Understanding the MVC pattern in Django
In my previous post, i put up a tutorial for beginners on how to get started with Django, here. And in between i talked about how Django embraces the popular Model — View — Controller pattern with a new twist and how it can be a bit difficult grasping it for first timers (Yes, it took a while for me to grasp it too)
So In this post I’m going to be giving a deeper insight as to how the MVC pattern works in general and how it can be related to Django in scope.
The MVC pattern is a software architecture pattern that separates data presentation from the logic of handling user interactions(in other words, saves you stress:), it has been around as a concept for a while, and has invariably seen an exponential growth in use since its inception. It has also been described as one of the best ways to create client-server applications, all of the best frameworks for web are all built around the MVC concept
To break it down, here’s a general overview of the MVC Concept;
Model: This handles your data representation, it serves as an interface to the data stored in the database itself, and also allows you to interact with your data without having to get perturbed with all the complexities of the underlying database.
View: As the name implies, it represents what you see while on your browser for a web application or In the UI for a desktop application.
Controller: provides the logic to either handle presentation flow in the view or update the model’s data i.e it uses programmed logic to figure out what is pulled from the database through the model and passed to the view,also gets information from the user through the view and implements the given logic by either changing the view or updating the data via the model , To make it more simpler, see it as the engine room.

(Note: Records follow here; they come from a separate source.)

/// Strict full match of a DECRQSS data string against the requestable
/// settings.
fn status_string_value(data: &str) -> Option<StatusString> {
    match data {
        "m" => Some(StatusString::Sgr),
        "\"p" => Some(StatusString::Decscl),
        " q" => Some(StatusString::Decscusr),
        "\"q" => Some(StatusString::Decsca),
        "r" => Some(StatusString::Decstbm),
        "s" => Some(StatusString::Decslrm),
        "t" => Some(StatusString::Decslpp),
        "$|" => Some(StatusString::Decscpp),
        "*|" => Some(StatusString::Decsnls),
        _ => None,
    }
}

#[cfg(feature = "image-protocol")]
fn header_number(value: Option<&str>, default: u32) -> u32 {
    let Some(value) = value else {
        return default;
    };
    if value.is_empty() || !value.bytes().all(|b| b.is_ascii_digit()) {
        return default;
    }
    value
        .bytes()
        .fold(0u32, |acc, b| acc.saturating_mul(10).saturating_add((b - b'0') as u32))
}

#[cfg(feature = "image-protocol")]
fn image_format(value: Option<&str>) -> Option<ImageFormat> {
    match value {
        None => Some(ImageFormat::Rgb),
        Some("1") => Some(ImageFormat::Rgb),
        Some("2") => Some(ImageFormat::Rgba),
        Some("3") => Some(ImageFormat::Png),
        Some(_) => None,
    }
}

#[cfg(feature = "image-protocol")]
fn image_alignment(value: Option<&str>) -> ImageAlignment {
    match value {
        Some("1") => ImageAlignment::TopStart,
        Some("2") => ImageAlignment::TopCenter,
        Some("3") => ImageAlignment::TopEnd,
        Some("4") => ImageAlignment::MiddleStart,
        Some("5") => ImageAlignment::MiddleCenter,
        Some("6") => ImageAlignment::MiddleEnd,
        Some("7") => ImageAlignment::BottomStart,
        Some("8") => ImageAlignment::BottomCenter,
        Some("9") => ImageAlignment::BottomEnd,
        _ => ImageAlignment::MiddleCenter,
    }
}

#[cfg(feature = "image-protocol")]
fn image_resize(value: Option<&str>) -> ImageResize {
    match value {
        Some("0") => ImageResize::NoResize,
        Some("1") => ImageResize::ResizeToFit,
        Some("2") => ImageResize::ResizeToFill,
        Some("3") => ImageResize::StretchToFill,
        _ => ImageResize::NoResize,
    }
}

#[cfg(feature = "image-protocol")]
fn grid_coordinate(row: u32, column: u32) -> Coordinate {
    Coordinate::new(
        row.min(u16::MAX as u32) as u16,
        column.min(u16::MAX as u32) as u16,
    )
}

#[cfg(test)]
mod tests {
    use super::*;

    #[test]
    fn test_parse_osc_prefix_numeric() {
        assert_eq!(parse_osc_prefix("8;id=x;uri"), (8, 2));
        assert_eq!(parse_osc_prefix("0;title"), (0, 2));
        assert_eq!(parse_osc_prefix("777;notify;t;b"), (777, 4));
        assert_eq!(parse_osc_prefix("112"), (112, 3));
    }

    #[test]
    fn test_parse_osc_prefix_letter() {
        let (code, skip) = parse_osc_prefix("Llabel");
        assert_eq!(code, -(b'L' as i32));
        assert_eq!(skip, 1);
    }

    #[test]
    fn test_parse_osc_prefix_empty() {
        assert_eq!(parse_osc_prefix(""), (0, 0));
        assert_eq!(parse_osc_prefix(";x"), (0, 1));
    }

    #[test]
    fn test_status_string_values() {
        assert_eq!(status_string_value("m"), Some(StatusString::Sgr));
        assert_eq!(status_string_value("\"p"), Some(StatusString::Decscl));
        assert_eq!(status_string_value(" q"), Some(StatusString::Decscusr));
        assert_eq!(status_string_value("\"q"), Some(StatusString::Decsca));
        assert_eq!(status_string_value("r"), Some(StatusString::Decstbm));
        assert_eq!(status_string_value("s"), Some(StatusString::Decslrm));
        assert_eq!(status_string_value("t"), Some(StatusString::Decslpp));
        assert_eq!(status_string_value("$|"), Some(StatusString::Decscpp));
        assert_eq!(status_string_value("*|"), Some(StatusString::Decsnls));
        // strict full match only
        assert_eq!(status_string_value(" m"), None);
        assert_eq!(status_string_value("m "), None);
        assert_eq!(status_string_value(""), None);
    }

    fn sgr_sequence(params: &[u8]) -> Sequence {
        let mut seq = Sequence::new();
        seq.set_category(FunctionCategory::Csi);
        for &b in params {
            seq.param_byte(b);
        }
        seq.set_final(b'm');
        seq
    }

    #[test]
    fn test_parse_color_argument_semicolon_rgb() {
        let seq = sgr_sequence(b"38;2;10;20;30");
        let mut i = 0;
        assert_eq!(parse_color_argument(&seq, &mut i), Color::rgb(10, 20, 30));
        assert_eq!(i, 4);
    }

    #[test]
    fn test_parse_color_argument_semicolon_indexed() {
        let seq = sgr_sequence(b"38;5;208");
        let mut i = 0;
        assert_eq!(parse_color_argument(&seq, &mut i), Color::Indexed(208));
        assert_eq!(i, 2);
    }

    #[test]
    fn test_parse_color_argument_indexed_out_of_range() {
        let seq = sgr_sequence(b"38;5;300");
        let mut i = 0;
        assert_eq!(parse_color_argument(&seq, &mut i), Color::Default);
        // walker consumed the mode and value so the outer loop resumes after
        assert_eq!(i, 2);
    }

    #[test]
    fn test_parse_color_argument_subparam_rgb() {
        let seq = sgr_sequence(b"38:2:10:20:30");
        let mut i = 0;
        assert_eq!(parse_color_argument(&seq, &mut i), Color::rgb(10, 20, 30));
        assert_eq!(i, 0);
    }

    #[test]
    fn test_parse_color_argument_subparam_rgb_empty_colorspace() {
        let seq = sgr_sequence(b"38:2::10:20:30");
        let mut i = 0;
        assert_eq!(parse_color_argument(&seq, &mut i), Color::rgb(10, 20, 30));
        assert_eq!(i, 0);
    }

    #[test]
    fn test_parse_color_argument_subparam_indexed() {
        let seq = sgr_sequence(b"38:5:123");
        let mut i = 0;
        assert_eq!(parse_color_argument(&seq, &mut i), Color::Indexed(123));
        assert_eq!(i, 0);
    }

    #[test]
    fn test_parse_color_argument_subparam_does_not_eat_followers() {
        let seq = sgr_sequence(b"38:2:1:2:3;1");
        let mut i = 0;
        assert_eq!(parse_color_argument(&seq, &mut i), Color::rgb(1, 2, 3));
        // the following group (bold) must remain for the outer walker
        assert_eq!(i, 0);
        assert_eq!(seq.param(1), 1);
    }

    #[test]
    fn test_parse_color_argument_rgb_out_of_range_totals_default() {
        let seq = sgr_sequence(b"38;2;300;0;0");
        let mut i = 0;
        assert_eq!(parse_color_argument(&seq, &mut i), Color::Default);
        assert_eq!(i, 4);
    }

    #[test]
    fn test_parse_color_argument_truncated() {
        let seq = sgr_sequence(b"38;2;1;2");
        let mut i = 0;
        assert_eq!(parse_color_argument(&seq, &mut i), Color::Default);
        assert_eq!(i, 3);
    }

    #[test]
    fn test_parse_color_argument_bare() {
        let seq = sgr_sequence(b"38");
        let mut i = 0;
        assert_eq!(parse_color_argument(&seq, &mut i), Color::Default);
        assert_eq!(i, 0);
    }

    #[test]
    fn test_request_modes() {
        assert_eq!(request_mode_dec(25), ApplyResult::Unsupported);
        assert_eq!(request_mode_dec(2026), ApplyResult::Unsupported);
        assert_eq!(request_mode_dec(12345), ApplyResult::Invalid);
        assert_eq!(request_mode_ansi(4), ApplyResult::Unsupported);
        assert_eq!(request_mode_ansi(42), ApplyResult::Invalid);
    }
}
/// Identity of a recognized control function.
#[derive(Debug, Clone, Copy, PartialEq, Eq, Hash)]
pub enum FunctionId {
    // C0
    Eot,
    Bel,
    Bs,
    Tab,
    Lf,
    Vt,
    Ff,
    Cr,
    So,
    Si,

    // ESC
    ScsG0Special,
    ScsG0UsAscii,
    ScsG1Special,
    ScsG1UsAscii,
    Decaln,
    Decbi,
    Decfi,
    Deckpam,
    Deckpnm,
    Decrs,
    Decsc,
    Hts,
    Ind,
    Nel,
    Ri,
    Ris,
    Ss2,
    Ss3,

    // CSI
    AnsiSysSc,
    Cbt,
    Cha,
    Cht,
    Cnl,
    Cpl,
    Cpr,
    Cub,
    Cud,
    Cuf,
    Cup,
    Cuu,
    Da1,
    Da2,
    Da3,
    Dch,
    Decdc,
    Decic,
    DecModeRestore,
    DecModeSave,
    Decrm,
    Decrqm,
    DecrqmAnsi,
    Decrqpsr,
    Decscl,
    Decscpp,
    Decscusr,
    Decslrm,
    Decsm,
    Decstbm,
    Decstr,
    Decxcpr,
    Dl,
    Ech,
    Ed,
    El,
    Hpa,
    Hpr,
    Hvp,
    Ich,
    Il,
    Rm,
    Scosc,
    Sd,
    SetMark,
    Sgr,
    Sm,
    Su,
    Tbc,
    Vpa,
    WinManip,
    XtSmGraphics,

    // DCS
    Decrqss,
    Decsixel,
    #[cfg(feature = "image-protocol")]
    GiUpload,
    #[cfg(feature = "image-protocol")]
    GiRender,
    #[cfg(feature = "image-protocol")]
    GiDelete,
    #[cfg(feature = "image-protocol")]
    GiOneshot,

    // OSC
    SetTitle,
    SetIcon,
    SetWinTitle,
    SetXProp,
    Hyperlink,
    ColorFg,
    ColorBg,
    ColorCursor,
    ColorMouseFg,
    ColorMouseBg,
    Clipboard,
    ColorSpecial,
    RColorFg,
    RColorBg,
    RColorCursor,
    RColorMouseFg,
    RColorMouseBg,
    RColorHighlightBg,
    RColorHighlightFg,
    Notify,
    DumpState,
}

/// Registry metadata for one function: its syntax requirements plus the
/// parameter-count window used for resolution and diagnostics.
#[derive(Debug, Clone, Copy)]
pub struct FunctionDef {
    pub id: FunctionId,
    pub category: FunctionCategory,
    pub leader: Option<u8>,
    pub intermediate: Option<u8>,
    pub final_byte: u8,
    pub min_args: usize,
    pub max_args: usize,
    /// For OSC entries: the numeric code.
    pub osc_code: u16,
    pub mnemonic: &'static str,
}

const fn c0(final_byte: u8, id: FunctionId, mnemonic: &'static str) -> FunctionDef {
    FunctionDef {
        id,
        category: FunctionCategory::C0,
        leader: None,
        intermediate: None,
        final_byte,
        min_args: 0,
        max_args: 0,
        osc_code: 0,
        mnemonic,
    }
}

const fn esc(
    intermediate: Option<u8>,
    final_byte: u8,
    id: FunctionId,
    mnemonic: &'static str,
) -> FunctionDef {
    FunctionDef {
        id,
        category: FunctionCategory::Esc,
        leader: None,
        intermediate,
        final_byte,
        min_args: 0,
        max_args: 0,
        osc_code: 0,
        mnemonic,
    }
}

const fn csi(
    leader: Option<u8>,
    min_args: usize,
    max_args: usize,
    intermediate: Option<u8>,
    final_byte: u8,
    id: FunctionId,
    mnemonic: &'static str,
) -> FunctionDef {
    FunctionDef {
        id,
        category: FunctionCategory::Csi,
        leader,
        intermediate,
        final_byte,
        min_args,
        max_args,
        osc_code: 0,
        mnemonic,
    }
}

const fn dcs(
    leader: Option<u8>,
    min_args: usize,
    max_args: usize,
    intermediate: Option<u8>,
    final_byte: u8,
    id: FunctionId,
    mnemonic: &'static str,
) -> FunctionDef {
    FunctionDef {
        id,
        category: FunctionCategory::Dcs,
        leader,
        intermediate,
        final_byte,
        min_args,
        max_args,
        osc_code: 0,
        mnemonic,
    }
}

const fn osc(code: u16, id: FunctionId, mnemonic: &'static str) -> FunctionDef {
    FunctionDef {
        id,
        category: FunctionCategory::Osc,
        leader: None,
        intermediate: None,
        final_byte: 0,
        min_args: 0,
        max_args: 0,
        osc_code: code,
        mnemonic,
    }
}

/// The complete registry. Resolution itself goes through [`select`] and
/// [`select_osc`]; this table backs [`definition`] for diagnostics.
pub static FUNCTIONS: &[FunctionDef] = &[
    // C0
    c0(0x04, FunctionId::Eot, "EOT"),
    c0(0x07, FunctionId::Bel, "BEL"),
    c0(0x08, FunctionId::Bs, "BS"),
    c0(0x09, FunctionId::Tab, "TAB"),
    c0(0x0A, FunctionId::Lf, "LF"),
    c0(0x0B, FunctionId::Vt, "VT"),
    c0(0x0C, FunctionId::Ff, "FF"),
    c0(0x0D, FunctionId::Cr, "CR"),
    c0(0x0E, FunctionId::So, "SO"),
    c0(0x0F, FunctionId::Si, "SI"),
    // ESC
    esc(Some(b'('), b'0', FunctionId::ScsG0Special, "SCS_G0_SPECIAL"),
    esc(Some(b'('), b'B', FunctionId::ScsG0UsAscii, "SCS_G0_USASCII"),
    esc(Some(b')'), b'0', FunctionId::ScsG1Special, "SCS_G1_SPECIAL"),
    esc(Some(b')'), b'B', FunctionId::ScsG1UsAscii, "SCS_G1_USASCII"),
    esc(Some(b'#'), b'8', FunctionId::Decaln, "DECALN"),
    esc(None, b'6', FunctionId::Decbi, "DECBI"),
    esc(None, b'9', FunctionId::Decfi, "DECFI"),
    esc(None, b'=', FunctionId::Deckpam, "DECKPAM"),
    esc(None, b'>', FunctionId::Deckpnm, "DECKPNM"),
    esc(None, b'8', FunctionId::Decrs, "DECRS"),
    esc(None, b'7', FunctionId::Decsc, "DECSC"),
    esc(None, b'H', FunctionId::Hts, "HTS"),
    esc(None, b'D', FunctionId::Ind, "IND"),
    esc(None, b'E', FunctionId::Nel, "NEL"),
    esc(None, b'M', FunctionId::Ri, "RI"),
    esc(None, b'c', FunctionId::Ris, "RIS"),
    esc(None, b'N', FunctionId::Ss2, "SS2"),
    esc(None, b'O', FunctionId::Ss3, "SS3"),
    // CSI
    csi(None, 0, 0, None, b'u', FunctionId::AnsiSysSc, "ANSISYSSC"),
    csi(None, 0, 1, None, b'Z', FunctionId::Cbt, "CBT"),
    csi(None, 0, 1, None, b'G', FunctionId::Cha, "CHA"),
    csi(None, 0, 1, None, b'I', FunctionId::Cht, "CHT"),
    csi(None, 0, 1, None, b'E', FunctionId::Cnl, "CNL"),
    csi(None, 0, 1, None, b'F', FunctionId::Cpl, "CPL"),
    csi(None, 1, 1, None, b'n', FunctionId::Cpr, "CPR"),
    csi(None, 0, 1, None, b'D', FunctionId::Cub, "CUB"),
    csi(None, 0, 1, None, b'B', FunctionId::Cud, "CUD"),
    csi(None, 0, 1, None, b'C', FunctionId::Cuf, "CUF"),
    csi(None, 0, 2, None, b'H', FunctionId::Cup, "CUP"),
    csi(None, 0, 1, None, b'A', FunctionId::Cuu, "CUU"),
    csi(None, 0, 1, None, b'c', FunctionId::Da1, "DA1"),
    csi(Some(b'>'), 0, 1, None, b'c', FunctionId::Da2, "DA2"),
    csi(Some(b'='), 0, 1, None, b'c', FunctionId::Da3, "DA3"),
    csi(None, 0, 1, None, b'P', FunctionId::Dch, "DCH"),
    csi(None, 0, 1, Some(b'\''), b'~', FunctionId::Decdc, "DECDC"),
    csi(None, 0, 1, Some(b'\''), b'}', FunctionId::Decic, "DECIC"),
    csi(Some(b'?'), 0, ARGS_MAX, None, b'r', FunctionId::DecModeRestore, "DECMODERESTORE"),
    csi(Some(b'?'), 0, ARGS_MAX, None, b's', FunctionId::DecModeSave, "DECMODESAVE"),
    csi(Some(b'?'), 1, ARGS_MAX, None, b'l', FunctionId::Decrm, "DECRM"),
    csi(Some(b'?'), 1, 1, Some(b'$'), b'p', FunctionId::Decrqm, "DECRQM"),
    csi(None, 1, 1, Some(b'$'), b'p', FunctionId::DecrqmAnsi, "DECRQM_ANSI"),
    csi(None, 1, 1, Some(b'$'), b'w', FunctionId::Decrqpsr, "DECRQPSR"),
    csi(None, 2, 2, Some(b'"'), b'p', FunctionId::Decscl, "DECSCL"),
    csi(None, 0, 1, Some(b'$'), b'|', FunctionId::Decscpp, "DECSCPP"),
    csi(None, 0, 1, Some(b' '), b'q', FunctionId::Decscusr, "DECSCUSR"),
    csi(None, 2, 2, None, b's', FunctionId::Decslrm, "DECSLRM"),
    csi(Some(b'?'), 1, ARGS_MAX, None, b'h', FunctionId::Decsm, "DECSM"),
    csi(None, 0, 2, None, b'r', FunctionId::Decstbm, "DECSTBM"),
    csi(None, 0, 0, Some(b'!'), b'p', FunctionId::Decstr, "DECSTR"),
    csi(None, 0, 0, None, b'6', FunctionId::Decxcpr, "DECXCPR"),
    csi(None, 0, 1, None, b'M', FunctionId::Dl, "DL"),
    csi(None, 0, 1, None, b'X', FunctionId::Ech, "ECH"),
    csi(None, 0, ARGS_MAX, None, b'J', FunctionId::Ed, "ED"),
    csi(None, 0, 1, None, b'K', FunctionId::El, "EL"),
    csi(None, 1, 1, None, b'`', FunctionId::Hpa, "HPA"),
    csi(None, 1, 1, None, b'a', FunctionId::Hpr, "HPR"),
    csi(None, 0, 2, None, b'f', FunctionId::Hvp, "HVP"),
    csi(None, 0, 1, None, b'@', FunctionId::Ich, "ICH"),
    csi(None, 0, 1, None, b'L', FunctionId::Il, "IL"),
    csi(None, 1, ARGS_MAX, None, b'l', FunctionId::Rm, "RM"),
    csi(None, 0, 0, None, b's', FunctionId::Scosc, "SCOSC"),
    csi(None, 0, 1, None, b'T', FunctionId::Sd, "SD"),
    csi(Some(b'>'), 0, 0, None, b'M', FunctionId::SetMark, "SETMARK"),
    csi(None, 0, ARGS_MAX, None, b'm', FunctionId::Sgr, "SGR"),
    csi(None, 1, ARGS_MAX, None, b'h', FunctionId::Sm, "SM"),
    csi(None, 0, 1, None, b'S', FunctionId::Su, "SU"),
    csi(None, 0, 1, None, b'g', FunctionId::Tbc, "TBC"),
    csi(None, 0, 1, None, b'd', FunctionId::Vpa, "VPA"),
    csi(None, 1, 3, None, b't', FunctionId::WinManip, "WINMANIP"),
    csi(Some(b'?'), 2, 4, None, b'S', FunctionId::XtSmGraphics, "XTSMGRAPHICS"),
    // DCS
    dcs(None, 0, 0, Some(b'$'), b'q', FunctionId::Decrqss, "DECRQSS"),
    dcs(None, 0, 3, None, b'q', FunctionId::Decsixel, "DECSIXEL"),
    #[cfg(feature = "image-protocol")]
    dcs(None, 0, 0, None, b'u', FunctionId::GiUpload, "GIUPLOAD"),
    #[cfg(feature = "image-protocol")]
    dcs(None, 0, 0, None, b'r', FunctionId::GiRender, "GIRENDER"),
    #[cfg(feature = "image-protocol")]
    dcs(None, 0, 0, None, b'd', FunctionId::GiDelete, "GIDELETE"),
    #[cfg(feature = "image-protocol")]
    dcs(None, 0, 0, None, b's', FunctionId::GiOneshot, "GIONESHOT"),
    // OSC
    osc(0, FunctionId::SetTitle, "SETTITLE"),
    osc(1, FunctionId::SetIcon, "SETICON"),
    osc(2, FunctionId::SetWinTitle, "SETWINTITLE"),
    osc(3, FunctionId::SetXProp, "SETXPROP"),
    osc(8, FunctionId::Hyperlink, "HYPERLINK"),
    osc(10, FunctionId::ColorFg, "COLORFG"),
    osc(11, FunctionId::ColorBg, "COLORBG"),
    osc(12, FunctionId::ColorCursor, "COLORCURSOR"),
    osc(13, FunctionId::ColorMouseFg, "COLORMOUSEFG"),
    osc(14, FunctionId::ColorMouseBg, "COLORMOUSEBG"),
    osc(52, FunctionId::Clipboard, "CLIPBOARD"),
    osc(106, FunctionId::ColorSpecial, "COLORSPECIAL"),
    osc(110, FunctionId::RColorFg, "RCOLORFG"),
    osc(111, FunctionId::RColorBg, "RCOLORBG"),
    osc(112, FunctionId::RColorCursor, "RCOLORCURSOR"),
    osc(113, FunctionId::RColorMouseFg, "RCOLORMOUSEFG"),
    osc(114, FunctionId::RColorMouseBg, "RCOLORMOUSEBG"),
    osc(117, FunctionId::RColorHighlightBg, "RCOLORHIGHLIGHTBG"),
    osc(119, FunctionId::RColorHighlightFg, "RCOLORHIGHLIGHTFG"),
    osc(777, FunctionId::Notify, "NOTIFY"),
    osc(888, FunctionId::DumpState, "DUMPSTATE"),
];

/// Registry metadata for a function id.
pub fn definition(id: FunctionId) -> &'static FunctionDef {
    FUNCTIONS
        .iter()
        .find(|def| def.id == id)
        .expect("every FunctionId has a registry entry")
}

Now that we understand the general concept of the MVC, understanding how it is implemented in different frameworks can be another task as some frameworks(Django inclusive) like to implement this same functionality in another way making it a bit difficult understanding what actually happens at each layer.
How do we relate it to Our scope in Django?
Even with Django following the MVC pattern, it prefers to use it’s own logic in the implementation, the framework considers handling the Controller part of the MVC itself and letting most of the good stuff happen in the Model-Template-View, this is why Django is mostly reffered to as the MTV framework.
In the MTV pattern:
Model: Just like the Model explanation in the MVC pattern , this also takes the same position as the interface or relationship between the data and contains everything related to data access and validation.
Template: This relates to the View in the MVC pattern as it is the presentation layer that handles the presentation logic in the framework and basically controls what should be displayed and how it should be displayed to the user.
View: This part relates to the Controller in the MVC pattern and handles all the business logic that throws down back to the respective templates.It serves as the bridge between the model and the template
The tiny difference that can constitute as the most confusing part in all this, is how Django suggests that the View should include the business logic instead of the presentation logic alone as it is in the standard MVC pattern and the Template to take care of all of the presentation logic alone while the MVC pattern does not include a Template component at all. As a result of this, when compared to the standard MVC pattern, Django’s design is also referred to as the Model-Template-View + Controller where Controller is often times omitted because it’s already part of the framework.
Although it is really helpful understanding this pattern before delving into development, what matters at the end of it all, is you being able to get the job done, and thankfully Django helps provide an ecosystem geared towards programming efficiency :).